A novel fractal approach for predicting G-protein–coupled receptors and their subfamilies with support vector machines

Abstract

G-protein-coupled receptors (GPCRs) are seven membrane-spanning proteins and regulate many important physiological processes, such as vision, neurotransmission, immune response and so on. GPCRs-related pathways are the targets of a large number of marketed drugs. Therefore, the design of a reliable computational model for predicting GPCRs from amino acid sequence has long been a significant biomedical problem. Chaos game representation (CGR) reveals the fractal patterns hidden in protein sequences, and then fractal dimension (FD) is an important feature of these highly irregular geometries with concise mathematical expression.
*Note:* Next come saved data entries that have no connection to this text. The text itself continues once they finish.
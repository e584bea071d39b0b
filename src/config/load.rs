use std::{env, path::PathBuf};

use super::schema::Settings;

/// Configuration loading helpers.
///
/// `Settings::load` reads an optional config file, then environment variables
/// (prefix `SONGBOX__`) on top, and falls back to struct defaults.
impl Settings {
    /// Load settings from an optional config file and the environment.
    pub fn load() -> Result<Self, ::config::ConfigError> {
        let config_path = resolve_config_path();

        let mut builder = ::config::Config::builder();

        if let Some(path) = &config_path {
            builder = builder.add_source(::config::File::from(path.as_path()).required(false));
        }

        builder = builder.add_source(
            ::config::Environment::with_prefix("SONGBOX")
                .separator("__")
                .try_parsing(true),
        );

        let cfg = builder.build()?;
        let settings: Settings = cfg.try_deserialize()?;
        Ok(settings)
    }

    /// Perform basic validation checks on loaded settings.
    pub fn validate(&self) -> Result<(), String> {
        if self.library.extensions.is_empty() && self.library.mime_types.is_empty() {
            return Err("library.extensions and library.mime_types cannot both be empty".to_string());
        }
        let file = self.storage.playlist_file.trim();
        if file.is_empty() || file.contains('/') || file.contains('\\') {
            return Err("storage.playlist_file must be a plain file name".to_string());
        }
        if self.controls.scrub_seconds == 0 {
            return Err("controls.scrub_seconds must be >= 1".to_string());
        }
        Ok(())
    }

    /// Directory holding the playlist document and, by default, the log file.
    pub fn data_dir(&self) -> PathBuf {
        self.storage
            .dir
            .clone()
            .or_else(default_data_dir)
            .unwrap_or_else(|| PathBuf::from("."))
    }

    /// Log file path, defaulting to `songbox.log` in the data dir.
    pub fn log_file(&self) -> PathBuf {
        self.logging
            .file
            .clone()
            .unwrap_or_else(|| self.data_dir().join("songbox.log"))
    }
}

/// Resolve the config path from `SONGBOX_CONFIG_PATH` or XDG defaults.
pub fn resolve_config_path() -> Option<PathBuf> {
    if let Some(p) = env::var_os("SONGBOX_CONFIG_PATH") {
        return Some(PathBuf::from(p));
    }
    default_config_path()
}

/// Compute the default config path under `$XDG_CONFIG_HOME/songbox/config.toml`
/// or `~/.config/songbox/config.toml` when `XDG_CONFIG_HOME` is not set.
pub fn default_config_path() -> Option<PathBuf> {
    xdg_dir("XDG_CONFIG_HOME", ".config").map(|d| d.join("songbox").join("config.toml"))
}

/// `$XDG_DATA_HOME/songbox` or `~/.local/share/songbox`.
pub fn default_data_dir() -> Option<PathBuf> {
    xdg_dir("XDG_DATA_HOME", ".local/share").map(|d| d.join("songbox"))
}

fn xdg_dir(var: &str, home_fallback: &str) -> Option<PathBuf> {
    if let Some(dir) = env::var_os(var) {
        Some(PathBuf::from(dir))
    } else {
        env::var_os("HOME").map(|home| PathBuf::from(home).join(home_fallback))
    }
}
Here, in order to extract important features from GPCR protein sequences, CGR algorithm, fractal dimension and amino acid composition (AAC) are employed to formulate the numerical features of protein samples. Four groups of features are considered, and each group is evaluated by support vector machine (SVM) and 10-fold cross-validation test. To test the performance of the present method, a new non-redundant dataset was built based on latest GPCRDB database. Comparing the results of numerical experiments, the group of combined features with AAC and FD gets the best result, the accuracy is 99.22% and Matthew’s correlation coefficient (MCC) is 0.9845 for identifying GPCRs from non-GPCRs. Moreover, if it is classified as a GPCR, it will be further put into the second level, which will classify a GPCR into one of the five main subfamilies. At this level, the group of combined features with AAC and FD also gets best accuracy 85.73%. Finally, the proposed predictor is also compared with existing methods and shows better performances.